What other information will NLST provide?
Dr. Aberle: The NLST will give us an important opportunity
to explore the effects of screening on smoking behaviors and the
psychological consequences of screening-not only the emotional effects
of the screening process itself, but also the impact of a positive
screening test on the individual. Some of the sites will also collect
data to analyze the differential cost implications of the two screening
methods.
These are particularly important questions because there will be
a large group of individuals who will have positive screening tests
for ultimately benign lesions, but in whom additional diagnostic
tests will be indicated. Those individuals will be subjected to
additional imaging studies, the possibility of biopsies, or even
surgery. It's important that we measure the psychological consequences
and the costs of these screening tests on the population being screened,
not just those in whom lung cancer is found.
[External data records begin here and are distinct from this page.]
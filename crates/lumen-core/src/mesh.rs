//! Vertex and mesh data handed to the GPU layer.

use crate::error::{Error, Result};

/// Device-uploadable vertex record (48 bytes).
///
/// Position comes first so acceleration structure builds can read it with the
/// vertex stride and an `R32G32B32_SFLOAT` format.
#[repr(C)]
#[derive(Clone, Copy, Debug, Default, PartialEq, bytemuck::Pod, bytemuck::Zeroable)]
pub struct Vertex {
    pub position: [f32; 3],
    pub normal: [f32; 3],
    pub tangent: [f32; 4],
    pub uv: [f32; 2],
}

impl Vertex {
    /// Byte stride of one vertex.
    pub const STRIDE: u64 = std::mem::size_of::<Self>() as u64;

    /// Create a vertex with a default tangent along +X.
    pub const fn new(position: [f32; 3], normal: [f32; 3], uv: [f32; 2]) -> Self {
        Self {
            position,
            normal,
            tangent: [1.0, 0.0, 0.0, 1.0],
            uv,
        }
    }
}

/// A contiguous index range of a mesh. Each submesh gets its own BLAS.
#[derive(Clone, Copy, Debug, PartialEq, Eq)]
pub struct SubMesh {
    /// First index (not byte offset) of this submesh in the index array.
    pub first_index: u32,
    /// Number of indices; always a multiple of 3.
    pub index_count: u32,
}

/// Flat vertex/index arrays for one mesh.
#[derive(Clone, Debug, Default)]
pub struct MeshData {
    pub vertices: Vec<Vertex>,
    pub indices: Vec<u32>,
    pub submeshes: Vec<SubMesh>,
}

impl MeshData {
    /// Create a mesh with a single submesh covering all indices.
    pub fn new(vertices: Vec<Vertex>, indices: Vec<u32>) -> Self {
        let index_count = indices.len() as u32;
        Self {
            vertices,
            indices,
            submeshes: vec![SubMesh {
                first_index: 0,
                index_count,
            }],
        }
    }

    /// Number of vertices.
    pub fn vertex_count(&self) -> u32 {
        self.vertices.len() as u32
    }

    /// Number of indices.
    pub fn index_count(&self) -> u32 {
        self.indices.len() as u32
    }

    /// Check that the mesh can be uploaded and built into acceleration structures.
    pub fn validate(&self) -> Result<()> {
        if self.vertices.is_empty() || self.indices.is_empty() {
            return Err(Error::InvalidData("mesh has no geometry".to_string()));
        }
        if self.indices.len() % 3 != 0 {
            return Err(Error::InvalidData(format!(
                "index count {} is not a multiple of 3",
                self.indices.len()
            )));
        }
        let vertex_count = self.vertex_count();
        if let Some(bad) = self.indices.iter().find(|&&i| i >= vertex_count) {
            return Err(Error::InvalidData(format!(
                "index {bad} out of range for {vertex_count} vertices"
            )));
        }
        for sub in &self.submeshes {
            let end = u64::from(sub.first_index) + u64::from(sub.index_count);
            if sub.index_count == 0 || sub.index_count % 3 != 0 || end > self.indices.len() as u64
            {
                return Err(Error::InvalidData(format!("bad submesh range {sub:?}")));
            }
        }
        Ok(())
    }
}

#[cfg(test)]
mod tests {
    use super::*;

    fn triangle() -> MeshData {
        MeshData::new(
            vec![
                Vertex::new([0.0, 0.0, 0.0], [0.0, 0.0, 1.0], [0.0, 0.0]),
                Vertex::new([1.0, 0.0, 0.0], [0.0, 0.0, 1.0], [1.0, 0.0]),
                Vertex::new([0.0, 1.0, 0.0], [0.0, 0.0, 1.0], [0.0, 1.0]),
            ],
            vec![0, 1, 2],
        )
    }

    #[test]
    fn vertex_size() {
        assert_eq!(Vertex::STRIDE, 48);
    }

    #[test]
    fn valid_triangle() {
        assert!(triangle().validate().is_ok());
    }

    #[test]
    fn rejects_out_of_range_index() {
        let mut mesh = triangle();
        mesh.indices[2] = 7;
        assert!(matches!(mesh.validate(), Err(Error::InvalidData(_))));
    }

    #[test]
    fn rejects_partial_triangle() {
        let mut mesh = triangle();
        mesh.indices.push(0);
        assert!(mesh.validate().is_err());
    }

    #[test]
    fn rejects_submesh_past_end() {
        let mut mesh = triangle();
        mesh.submeshes.push(SubMesh {
            first_index: 3,
            index_count: 3,
        });
        assert!(mesh.validate().is_err());
    }
}
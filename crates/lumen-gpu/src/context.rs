//! GPU context management.

use crate::buffer::{BufferDesc, GpuBuffer};
use crate::capabilities::{GpuCapabilities, RAY_TRACING_EXTENSIONS};
use crate::command::ImmediateSubmitter;
use crate::error::{GpuError, Result};
use crate::image::{GpuImage, ImageDesc};
use crate::instance::{create_instance, select_physical_device};
use crate::memory::{GpuAllocator, SharedAllocator};
use ash::vk;
use parking_lot::Mutex;
use std::ffi::CStr;
use std::sync::Arc;

/// Owns the Vulkan instance, device, allocator and the graphics queue.
///
/// Every other GPU object borrows from the context and must be destroyed
/// before it is dropped.
pub struct GpuContext {
    pub(crate) entry: ash::Entry,
    pub(crate) instance: ash::Instance,
    pub(crate) physical_device: vk::PhysicalDevice,
    pub(crate) device: Arc<ash::Device>,
    pub(crate) capabilities: GpuCapabilities,
    pub(crate) allocator: SharedAllocator,
    pub(crate) graphics_queue_family: u32,
    pub(crate) graphics_queue: vk::Queue,
    pub(crate) immediate: Mutex<ImmediateSubmitter>,
    pub(crate) ray_tracing_enabled: bool,
}

impl GpuContext {
    pub fn entry(&self) -> &ash::Entry {
        &self.entry
    }

    pub fn instance(&self) -> &ash::Instance {
        &self.instance
    }

    pub fn device(&self) -> &ash::Device {
        &self.device
    }

    /// Shared device handle for objects that outlive a borrow, such as
    /// deferred destructors.
    pub fn device_arc(&self) -> &Arc<ash::Device> {
        &self.device
    }

    pub fn physical_device(&self) -> vk::PhysicalDevice {
        self.physical_device
    }

    pub fn capabilities(&self) -> &GpuCapabilities {
        &self.capabilities
    }

    pub fn graphics_queue(&self) -> vk::Queue {
        self.graphics_queue
    }

    pub fn graphics_queue_family(&self) -> u32 {
        self.graphics_queue_family
    }

    /// Whether ray tracing extensions were enabled on the device.
    pub fn ray_tracing_enabled(&self) -> bool {
        self.ray_tracing_enabled
    }

    /// Get access to the GPU allocator.
    pub fn allocator(&self) -> &SharedAllocator {
        &self.allocator
    }

    /// Create a buffer through the shared allocator.
    pub fn create_buffer(&self, desc: &BufferDesc<'_>) -> Result<GpuBuffer> {
        self.allocator.lock().create_buffer(desc)
    }

    /// Create an image through the shared allocator.
    pub fn create_image(&self, desc: &ImageDesc<'_>) -> Result<GpuImage> {
        self.allocator.lock().create_image(desc)
    }

    /// Record commands with `f`, submit them on the graphics queue and block
    /// until they finish.
    pub fn immediate_submit<F>(&self, f: F) -> Result<()>
    where
        F: FnOnce(vk::CommandBuffer),
    {
        let immediate = self.immediate.lock();
        unsafe { immediate.submit(&self.device, f) }
    }

    /// Wait for device to be idle.
    #[cfg_attr(
        feature = "profiling-tracy",
        tracing::instrument(level = "trace", skip_all)
    )]
    pub fn wait_idle(&self) -> Result<()> {
        unsafe {
            self.device
                .device_wait_idle()
                .map_err(|e| GpuError::from_wait("device wait idle", e))
        }
    }
}

impl Drop for GpuContext {
    fn drop(&mut self) {
        unsafe {
            let _ = self.device.device_wait_idle();

            self.immediate.lock().destroy(&self.device);

            // Frees all VkDeviceMemory; must happen before the device goes away.
            self.allocator.lock().shutdown();

            self.device.destroy_device(None);
            self.instance.destroy_instance(None);
        }
    }
}

/// Builder for creating a GPU context.
pub struct GpuContextBuilder {
    app_name: String,
    enable_validation: bool,
    ray_tracing: bool,
    fence_timeout_ns: u64,
}

impl Default for GpuContextBuilder {
    fn default() -> Self {
        Self {
            app_name: "Lumen".to_string(),
            enable_validation: cfg!(debug_assertions),
            ray_tracing: true,
            fence_timeout_ns: u64::MAX,
        }
    }
}

impl GpuContextBuilder {
    pub fn new() -> Self {
        Self::default()
    }

    pub fn app_name(mut self, name: impl Into<String>) -> Self {
        self.app_name = name.into();
        self
    }

    /// Enable or disable validation layers.
    pub fn validation(mut self, enable: bool) -> Self {
        self.enable_validation = enable;
        self
    }

    /// Require hardware ray tracing and enable its extensions.
    pub fn ray_tracing(mut self, enable: bool) -> Self {
        self.ray_tracing = enable;
        self
    }

    /// Timeout applied to blocking one-shot submissions.
    pub fn fence_timeout_ns(mut self, timeout_ns: u64) -> Self {
        self.fence_timeout_ns = timeout_ns;
        self
    }

    /// Build the GPU context.
    pub fn build(self) -> Result<GpuContext> {
        let entry = unsafe { ash::Entry::load() }
            .map_err(|e| GpuError::Other(format!("Failed to load Vulkan: {e}")))?;

        let instance = unsafe { create_instance(&entry, &self.app_name, self.enable_validation) }?;

        let (physical_device, capabilities) =
            match unsafe { select_physical_device(&instance, self.ray_tracing) } {
                Ok(selected) => selected,
                Err(e) => {
                    unsafe { instance.destroy_instance(None) };
                    return Err(e);
                }
            };

        tracing::info!("Selected GPU: {}", capabilities.summary());

        let graphics_queue_family =
            unsafe { find_graphics_queue_family(&instance, physical_device) }?;

        let device = unsafe {
            create_device(
                &instance,
                physical_device,
                graphics_queue_family,
                self.ray_tracing,
            )?
        };
        let graphics_queue = unsafe { device.get_device_queue(graphics_queue_family, 0) };
        let device = Arc::new(device);

        let allocator = unsafe { GpuAllocator::new(&instance, device.clone(), physical_device) }?;
        let immediate = unsafe {
            ImmediateSubmitter::new(
                &device,
                graphics_queue_family,
                graphics_queue,
                self.fence_timeout_ns,
            )
        }?;

        Ok(GpuContext {
            entry,
            instance,
            physical_device,
            device,
            capabilities,
            allocator: Arc::new(Mutex::new(allocator)),
            graphics_queue_family,
            graphics_queue,
            immediate: Mutex::new(immediate),
            ray_tracing_enabled: self.ray_tracing,
        })
    }
}

/// Find a queue family supporting graphics and compute.
///
/// # Safety
/// The instance and physical device must be valid.
unsafe fn find_graphics_queue_family(
    instance: &ash::Instance,
    physical_device: vk::PhysicalDevice,
) -> Result<u32> {
    instance
        .get_physical_device_queue_family_properties(physical_device)
        .iter()
        .position(|family| {
            family
                .queue_flags
                .contains(vk::QueueFlags::GRAPHICS | vk::QueueFlags::COMPUTE)
        })
        .map(|i| i as u32)
        .ok_or(GpuError::NoSuitableDevice)
}

fn device_extensions(ray_tracing: bool) -> Vec<&'static CStr> {
    let mut extensions = vec![ash::khr::swapchain::NAME];
    if ray_tracing {
        extensions.extend(RAY_TRACING_EXTENSIONS);
    }
    extensions
}

/// Create the logical device with a single graphics queue.
///
/// # Safety
/// The instance and physical device must be valid.
unsafe fn create_device(
    instance: &ash::Instance,
    physical_device: vk::PhysicalDevice,
    queue_family: u32,
    ray_tracing: bool,
) -> Result<ash::Device> {
    let queue_priority = [1.0_f32];
    let queue_create_infos = [vk::DeviceQueueCreateInfo::default()
        .queue_family_index(queue_family)
        .queue_priorities(&queue_priority)];

    let extensions = device_extensions(ray_tracing);
    let extension_names: Vec<*const i8> = extensions.iter().map(|ext| ext.as_ptr()).collect();

    let mut vulkan_1_3_features = vk::PhysicalDeviceVulkan13Features::default()
        .dynamic_rendering(true)
        .synchronization2(true)
        .maintenance4(true);

    // Update-after-bind and partially bound sampled images back the bindless
    // texture table.
    let mut vulkan_1_2_features = vk::PhysicalDeviceVulkan12Features::default()
        .buffer_device_address(true)
        .descriptor_indexing(true)
        .scalar_block_layout(true)
        .runtime_descriptor_array(true)
        .descriptor_binding_partially_bound(true)
        .descriptor_binding_sampled_image_update_after_bind(true)
        .shader_sampled_image_array_non_uniform_indexing(true);

    let mut acceleration_structure_features =
        vk::PhysicalDeviceAccelerationStructureFeaturesKHR::default().acceleration_structure(true);
    let mut ray_tracing_features =
        vk::PhysicalDeviceRayTracingPipelineFeaturesKHR::default().ray_tracing_pipeline(true);

    let features = vk::PhysicalDeviceFeatures::default()
        .shader_int64(true)
        .sampler_anisotropy(true);

    let mut features2 = vk::PhysicalDeviceFeatures2::default()
        .features(features)
        .push_next(&mut vulkan_1_3_features)
        .push_next(&mut vulkan_1_2_features);
    if ray_tracing {
        features2 = features2
            .push_next(&mut acceleration_structure_features)
            .push_next(&mut ray_tracing_features);
    }

    let device_create_info = vk::DeviceCreateInfo::default()
        .queue_create_infos(&queue_create_infos)
        .enabled_extension_names(&extension_names)
        .push_next(&mut features2);

    Ok(instance.create_device(physical_device, &device_create_info, None)?)
}

#[cfg(test)]
mod tests {
    use super::*;

    #[test]
    fn ray_tracing_adds_extensions() {
        assert_eq!(device_extensions(false).len(), 1);
        let with_rt = device_extensions(true);
        assert_eq!(with_rt.len(), 4);
        assert!(with_rt.contains(&ash::khr::acceleration_structure::NAME));
    }

    #[test]
    fn builder_defaults() {
        let builder = GpuContextBuilder::new().app_name("viewer").ray_tracing(false);
        assert_eq!(builder.app_name, "viewer");
        assert!(!builder.ray_tracing);
        assert_eq!(builder.fence_timeout_ns, u64::MAX);
    }
}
Finally, some of the NLST sites will collect samples of blood,
urine, and sputum from participants in both arms at the times of
the screening examinations.
How will blood, urine, and sputum samples be used?
Dr. Aberle: All of these individuals will have been very
well characterized with respect to their smoking histories, lung-related
diseases, other risk factors for lung cancer, family histories,
etc. We will also have their imaging data as we follow them through
time. As we learn more about the molecular genetics of lung cancer,
such as which markers may be helpful in predicting cancer or which
markers are associated with different stages or cancer behaviors,
the specimens will be important for testing these potential markers.
We may find that blood tests or urine tests are an important way
of defining people who would benefit from lung cancer screening.
The biomarkers may be important screening tests themselves.
Why is NCI, as opposed to some other entity, doing this study?
Dr. Gohagan: This is a very large clinical trial that probably
no other single entity in this country could support. The National
Cancer Institute is a federal agency created and commissioned by
the U.S. Congress to reduce cancer morbidity and death in America.
One of NCI's missions is to determine which early detection procedures
are effective in reaching these goals.
While the funding for this $200 million trial comes primarily from
the NCI, the American Cancer Society is contributing some funding
for specific activities that will help make the trial successful.